Bridging the Gap: Revolutionizing Sumatriptan Succinate Delivery with Novel Mucoadhesive Polymer Possessing Dual Functionality
Tejinder K Marwaha, Ashwini Madgulkar, Mangesh BhalekarAim:
This research endeavors to investigate the multi-faceted characteristics of chitosan- 2-mercapto benzoic acid polymer and to provide empirical evidence supporting its suitability as a carrier for mucosal drug delivery applications.
Background:
Recent advancements in the development of mucoadhesive polymers have enabled the enhancement of gastrointestinal (GI) residence time and controlled release profiles for various dosage forms. In this study, a novel chitosan derivative, chitosan-2-mercapto benzoic acid, was used as a mucoadhesive polymer to formulate a sustained-release dosage form designed to improve the oral bioavailability of sumatriptan succinate, a therapeutically relevant compound.
Objective:
Sumatriptan succinate, a widely used antimigraine agent, exhibits limited therapeutic efficacy due to its compromised oral bioavailability (15%) and significant first-pass metabolism.
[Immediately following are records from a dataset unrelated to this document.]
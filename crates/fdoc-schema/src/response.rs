//! Response codes.
//!
//! A `ResponseCode` pairs an HTTP status with the schema of the body sent
//! with it. It is the atomic unit the validator checks an exchange
//! against: a status without a `ResponseCode` is undocumented.

use fdoc_core::AbsentSchemaPolicy;
use serde_json::Value;

use crate::schema::Schema;
use crate::violation::Violations;

/// One declared response status of an endpoint.
#[derive(Debug)]
pub struct ResponseCode {
    status: u16,
    description: String,
    successful: bool,
    schema: Schema,
}

impl ResponseCode {
    /// Create a response code.
    ///
    /// `successful` defaults from the status class: 1xx through 3xx are
    /// successful, 4xx and 5xx are not. Use [`ResponseCode::with_successful`]
    /// to override.
    pub fn new(status: u16, description: impl Into<String>, schema: Schema) -> Self {
        Self {
            status,
            description: description.into(),
            successful: status < 400,
            schema,
        }
    }

    /// Override whether this status counts as a success.
    pub fn with_successful(mut self, successful: bool) -> Self {
        self.successful = successful;
        self
    }

    /// The numeric status.
    pub fn status(&self) -> u16 {
        self.status
    }

    /// Free-text description.
    pub fn description(&self) -> &str {
        &self.description
    }

    /// Whether the declaration marks this status as a success.
    pub fn successful(&self) -> bool {
        self.successful
    }

    /// The body schema.
    pub fn schema(&self) -> &Schema {
        &self.schema
    }

    /// Status line as presenters show it, e.g. `200 OK`.
    pub fn status_line(&self) -> String {
        match reason_phrase(self.status) {
            Some(reason) => format!("{} {reason}", self.status),
            None => self.status.to_string(),
        }
    }

    /// Validate a response body against this code's schema.
    pub fn validate(&self, body: Option<&Value>, policy: AbsentSchemaPolicy) -> Violations {
        self.schema.validate(body, policy)
    }
}

impl PartialEq for ResponseCode {
    fn eq(&self, other: &Self) -> bool {
        self.status == other.status
    }
}

impl Eq for ResponseCode {}

/// Standard reason phrase for common statuses.
pub fn reason_phrase(status: u16) -> Option<&'static str> {
    let phrase = match status {
        100 => "Continue",
        101 => "Switching Protocols",
        200 => "OK",
        201 => "Created",
        202 => "Accepted",
        204 => "No Content",
        206 => "Partial Content",
        301 => "Moved Permanently",
        302 => "Found",
        303 => "See Other",
        304 => "Not Modified",
        307 => "Temporary Redirect",
        308 => "Permanent Redirect",
        400 => "Bad Request",
        401 => "Unauthorized",
        403 => "Forbidden",
        404 => "Not Found",
        405 => "Method Not Allowed",
        406 => "Not Acceptable",
        409 => "Conflict",
        410 => "Gone",
        412 => "Precondition Failed",
        413 => "Payload Too Large",
        415 => "Unsupported Media Type",
        422 => "Unprocessable Entity",
        429 => "Too Many Requests",
        500 => "Internal Server Error",
        501 => "Not Implemented",
        502 => "Bad Gateway",
        503 => "Service Unavailable",
        504 => "Gateway Timeout",
        _ => return None,
    };
    Some(phrase)
}
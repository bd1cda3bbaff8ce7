//! # Endpoint
//!
//! One declaration file: URL pattern, verb, request schema and the ordered
//! set of response codes. Built once from a [`EndpointDeclaration`] and
//! read-only afterwards.

use std::path::{Path, PathBuf};

use fdoc_core::{FdocError, FdocResult, HttpMethod};
use fdoc_schema::{ResponseCode, Schema};
use serde_json::Value;
use tracing::debug;

use crate::declaration::{parse_endpoint, DeclarationError, EndpointDeclaration};
use crate::fs::read_source;
use crate::path::UrlPattern;

/// A loaded endpoint declaration.
#[derive(Debug)]
pub struct Endpoint {
    source: PathBuf,
    url: UrlPattern,
    method: HttpMethod,
    title: String,
    description: String,
    deprecated: bool,
    request: Schema,
    responses: Vec<ResponseCode>,
    examples: Vec<Value>,
}

impl Endpoint {
    /// Load and parse one declaration file.
    ///
    /// # Errors
    ///
    /// `MalformedDeclaration` when the file is not well-formed, misses
    /// `url`/`method` or carries a schema that does not compile;
    /// `DuplicateResponseCode` when a status is declared twice; `Io` when
    /// the file cannot be read.
    pub fn load(path: &Path) -> FdocResult<Self> {
        let source = read_source(path)?;
        Self::parse(path, &source)
    }

    /// Parse declaration text. `path` is used for error context and
    /// recorded as the endpoint's source.
    pub fn parse(path: &Path, source: &str) -> FdocResult<Self> {
        let declaration = parse_endpoint(source).map_err(|e| match e {
            DeclarationError::DuplicateResponseCode(status) => FdocError::DuplicateResponseCode {
                path: path.to_path_buf(),
                status,
            },
            other => FdocError::malformed(path, other.to_string()),
        })?;
        Self::from_declaration(path, declaration)
    }

    /// Build an endpoint from a well-formed declaration, compiling every
    /// schema it carries.
    pub fn from_declaration(path: &Path, declaration: EndpointDeclaration) -> FdocResult<Self> {
        let url = UrlPattern::parse(&declaration.url)
            .map_err(|e| FdocError::malformed(path, e.to_string()))?;

        let request = Schema::from_optional(declaration.request)
            .map_err(|e| FdocError::malformed(path, format!("request schema: {e}")))?;

        let responses = declaration
            .responses
            .into_iter()
            .map(|r| {
                let schema = Schema::from_optional(r.schema).map_err(|e| {
                    FdocError::malformed(path, format!("response {} schema: {e}", r.status))
                })?;
                let code = ResponseCode::new(r.status, r.description, schema);
                Ok(match r.successful {
                    Some(successful) => code.with_successful(successful),
                    None => code,
                })
            })
            .collect::<FdocResult<Vec<_>>>()?;

        debug!(
            path = %path.display(),
            method = %declaration.method,
            url = %url,
            responses = responses.len(),
            "loaded endpoint"
        );

        Ok(Self {
            source: path.to_path_buf(),
            url,
            method: declaration.method,
            title: declaration.title,
            description: declaration.description,
            deprecated: declaration.deprecated,
            request,
            responses,
            examples: declaration.examples,
        })
    }

    /// File the endpoint was loaded from.
    pub fn source(&self) -> &Path {
        &self.source
    }

    /// URL pattern, relative to the owning service's base path.
    pub fn url(&self) -> &UrlPattern {
        &self.url
    }

    /// HTTP verb.
    pub fn method(&self) -> HttpMethod {
        self.method
    }

    /// Short title.
    pub fn title(&self) -> &str {
        &self.title
    }

    /// Free-text description.
    pub fn description(&self) -> &str {
        &self.description
    }

    /// Whether the endpoint is marked deprecated.
    pub fn deprecated(&self) -> bool {
        self.deprecated
    }

    /// Request body schema.
    pub fn request_schema(&self) -> &Schema {
        &self.request
    }

    /// Response codes in declaration order.
    pub fn response_codes(&self) -> &[ResponseCode] {
        &self.responses
    }

    /// Response codes marked successful.
    pub fn successful_response_codes(&self) -> impl Iterator<Item = &ResponseCode> {
        self.responses.iter().filter(|r| r.successful())
    }

    /// Response codes marked unsuccessful.
    pub fn failure_response_codes(&self) -> impl Iterator<Item = &ResponseCode> {
        self.responses.iter().filter(|r| !r.successful())
    }

    /// Free-form examples.
    pub fn examples(&self) -> &[Value] {
        &self.examples
    }

    /// Look up a declared response by status.
    pub fn response_code(&self, status: u16) -> Option<&ResponseCode> {
        self.responses.iter().find(|r| r.status() == status)
    }

    /// Whether this endpoint answers `method` on `path`. `path` is relative
    /// to the service base path.
    pub fn matches(&self, method: HttpMethod, path: &str) -> bool {
        self.method == method && self.url.matches(path)
    }

    /// Identity within a service: verb plus parameter-erased URL.
    pub fn identity(&self) -> (HttpMethod, String) {
        (self.method, self.url.canonical())
    }
}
To overcome these limitations, this study aimed to improve the oral bioavailability and permeability of sumatriptan succinate by exploiting a novel polymer-based formulation. In this investigation, a mucoadhesive buccal patch consisting of dual functionalized thiomer was designed, which delivered the medication throughout the requisite duration, preventing first-pass metabolism to the extent possible.
Methods:
A novel mucoadhesive buccal patch was designed for the systemic delivery of sumatriptan succinate via the buccal route, utilizing a novel dual-functionalized thiolated mucoadhesive polysaccharide polymer, chitosan-2-mercaptobenzoic acid. Formulations were developed by solvent evaporation technique and optimized using a 33 Box Behnken design with HPMC E15, chitosan, and propylene glycol concentrations as variables and their effect on drug release and mucoadhesive strength was studied.
Results:
FTIR and DSC analysis did not show any interaction between the drug and polymers. When compared to the drug, the thiomer patch and chitosan patch improved drug permeation by 2.5 and 1.3 times, respectively. Mucoadhesion and pharmacokinetic studies showed that thiomer containing buccal patch administration resulted in two-fold increased levels as compared to chitosan patch. The AUC0–5h in buccal therapy with thiomer was nearly equivalent to two-fold greater than the control, with a relative bioavailability of 282.47 percent.
Conclusions:
Thus, we can conclude that this study confirms the possibility of buccal patch as a viable and alternative form of effective sumatriptan succinate delivery rendering it a novel approach in pharmaceutical delivery systems for migraine treatment.